DATA FOR THE TASK section start

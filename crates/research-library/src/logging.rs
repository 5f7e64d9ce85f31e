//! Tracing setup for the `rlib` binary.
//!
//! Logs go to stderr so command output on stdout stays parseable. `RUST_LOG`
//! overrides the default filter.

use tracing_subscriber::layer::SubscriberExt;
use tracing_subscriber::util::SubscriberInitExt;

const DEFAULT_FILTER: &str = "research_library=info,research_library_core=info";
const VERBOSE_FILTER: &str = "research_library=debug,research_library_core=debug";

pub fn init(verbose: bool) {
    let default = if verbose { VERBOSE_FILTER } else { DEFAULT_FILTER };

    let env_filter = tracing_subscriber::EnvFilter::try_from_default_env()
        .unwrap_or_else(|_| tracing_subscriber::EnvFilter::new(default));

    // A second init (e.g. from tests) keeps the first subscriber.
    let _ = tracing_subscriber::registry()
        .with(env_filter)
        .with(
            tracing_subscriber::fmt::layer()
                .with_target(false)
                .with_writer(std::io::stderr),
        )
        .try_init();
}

DATA FOR THE TASK section end
DATA FOR THE TASK section start

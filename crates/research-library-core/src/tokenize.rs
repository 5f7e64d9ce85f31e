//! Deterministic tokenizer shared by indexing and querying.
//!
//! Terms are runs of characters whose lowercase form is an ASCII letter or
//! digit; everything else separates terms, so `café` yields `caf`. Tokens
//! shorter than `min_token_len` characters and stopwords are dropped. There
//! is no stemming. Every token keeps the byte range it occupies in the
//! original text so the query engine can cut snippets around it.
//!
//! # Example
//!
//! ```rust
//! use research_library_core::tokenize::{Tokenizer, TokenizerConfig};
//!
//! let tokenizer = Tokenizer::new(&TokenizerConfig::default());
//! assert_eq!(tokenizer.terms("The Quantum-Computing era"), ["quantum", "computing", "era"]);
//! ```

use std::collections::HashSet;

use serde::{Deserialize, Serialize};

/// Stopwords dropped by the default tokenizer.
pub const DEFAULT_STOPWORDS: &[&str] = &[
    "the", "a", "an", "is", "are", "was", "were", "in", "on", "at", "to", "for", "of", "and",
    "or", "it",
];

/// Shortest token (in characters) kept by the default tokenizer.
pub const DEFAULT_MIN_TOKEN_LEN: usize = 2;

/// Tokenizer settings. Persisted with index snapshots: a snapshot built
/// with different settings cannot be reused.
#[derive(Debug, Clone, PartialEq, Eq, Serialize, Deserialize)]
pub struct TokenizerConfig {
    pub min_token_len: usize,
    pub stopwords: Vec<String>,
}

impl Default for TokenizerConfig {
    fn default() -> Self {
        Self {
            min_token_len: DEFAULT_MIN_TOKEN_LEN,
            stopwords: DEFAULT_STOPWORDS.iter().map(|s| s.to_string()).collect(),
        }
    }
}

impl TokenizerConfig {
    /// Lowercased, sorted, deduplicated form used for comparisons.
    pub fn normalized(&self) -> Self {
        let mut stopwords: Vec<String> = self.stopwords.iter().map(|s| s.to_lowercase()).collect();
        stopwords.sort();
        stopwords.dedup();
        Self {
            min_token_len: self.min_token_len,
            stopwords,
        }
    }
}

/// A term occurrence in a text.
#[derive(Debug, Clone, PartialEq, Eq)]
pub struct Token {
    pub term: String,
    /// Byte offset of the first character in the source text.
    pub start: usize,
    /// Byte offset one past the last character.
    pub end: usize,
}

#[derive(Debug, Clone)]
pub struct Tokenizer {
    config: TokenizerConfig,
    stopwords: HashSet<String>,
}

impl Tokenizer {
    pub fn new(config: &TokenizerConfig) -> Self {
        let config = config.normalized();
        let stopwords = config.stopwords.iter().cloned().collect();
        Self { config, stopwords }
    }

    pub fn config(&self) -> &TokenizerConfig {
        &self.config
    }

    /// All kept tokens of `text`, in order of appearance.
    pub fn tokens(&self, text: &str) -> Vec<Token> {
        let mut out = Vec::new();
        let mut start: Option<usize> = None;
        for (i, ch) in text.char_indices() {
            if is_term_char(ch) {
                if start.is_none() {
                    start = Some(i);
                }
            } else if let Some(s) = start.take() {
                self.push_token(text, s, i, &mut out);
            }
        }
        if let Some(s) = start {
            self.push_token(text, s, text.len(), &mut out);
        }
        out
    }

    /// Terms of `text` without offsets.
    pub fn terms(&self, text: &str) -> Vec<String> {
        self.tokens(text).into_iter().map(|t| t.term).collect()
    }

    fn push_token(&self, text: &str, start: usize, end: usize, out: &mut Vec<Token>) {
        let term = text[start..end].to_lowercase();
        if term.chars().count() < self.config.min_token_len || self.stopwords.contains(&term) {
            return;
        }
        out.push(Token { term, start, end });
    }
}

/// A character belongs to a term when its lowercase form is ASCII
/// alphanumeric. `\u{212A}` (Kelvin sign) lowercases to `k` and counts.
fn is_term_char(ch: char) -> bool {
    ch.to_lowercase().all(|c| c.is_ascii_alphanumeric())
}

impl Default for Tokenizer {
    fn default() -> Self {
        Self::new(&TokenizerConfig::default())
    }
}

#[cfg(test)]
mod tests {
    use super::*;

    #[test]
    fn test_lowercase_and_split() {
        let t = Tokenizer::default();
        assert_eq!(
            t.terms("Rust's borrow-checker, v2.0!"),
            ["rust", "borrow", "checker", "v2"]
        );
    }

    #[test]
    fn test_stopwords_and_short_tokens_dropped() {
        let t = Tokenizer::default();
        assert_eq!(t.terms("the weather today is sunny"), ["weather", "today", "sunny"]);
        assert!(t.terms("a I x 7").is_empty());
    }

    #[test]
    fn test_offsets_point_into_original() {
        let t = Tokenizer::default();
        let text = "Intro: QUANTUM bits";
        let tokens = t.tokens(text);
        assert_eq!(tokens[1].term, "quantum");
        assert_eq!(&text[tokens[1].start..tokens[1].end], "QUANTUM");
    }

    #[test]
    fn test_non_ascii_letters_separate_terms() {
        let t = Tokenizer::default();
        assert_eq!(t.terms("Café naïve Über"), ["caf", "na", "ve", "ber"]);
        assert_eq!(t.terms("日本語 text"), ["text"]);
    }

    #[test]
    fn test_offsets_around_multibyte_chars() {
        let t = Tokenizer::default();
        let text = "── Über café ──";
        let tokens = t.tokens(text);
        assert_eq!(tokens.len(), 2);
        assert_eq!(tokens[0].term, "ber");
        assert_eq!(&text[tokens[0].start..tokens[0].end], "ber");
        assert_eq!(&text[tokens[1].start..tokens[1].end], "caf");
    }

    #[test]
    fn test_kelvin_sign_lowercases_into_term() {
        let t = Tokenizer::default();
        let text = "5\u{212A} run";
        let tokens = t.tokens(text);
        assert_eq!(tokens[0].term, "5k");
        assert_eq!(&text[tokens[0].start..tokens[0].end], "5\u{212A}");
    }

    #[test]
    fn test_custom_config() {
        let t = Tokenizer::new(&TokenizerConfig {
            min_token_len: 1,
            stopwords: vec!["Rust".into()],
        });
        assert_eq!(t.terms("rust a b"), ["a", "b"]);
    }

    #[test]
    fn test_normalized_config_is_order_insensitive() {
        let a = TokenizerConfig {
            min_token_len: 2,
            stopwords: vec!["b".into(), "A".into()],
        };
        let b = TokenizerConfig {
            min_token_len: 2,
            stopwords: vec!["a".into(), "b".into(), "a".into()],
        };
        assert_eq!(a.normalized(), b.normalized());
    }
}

DATA FOR THE TASK section end

THE PROBLEM: Look through the records and gather every line containing "usize".

YOUR RESPONSE:
pub const DEFAULT_MIN_TOKEN_LEN: usize = 2;
    pub min_token_len: usize,
    pub start: usize,
    pub end: usize,
        let mut start: Option<usize> = None;
    fn push_token(&self, text: &str, start: usize, end: usize, out: &mut Vec<Token>) {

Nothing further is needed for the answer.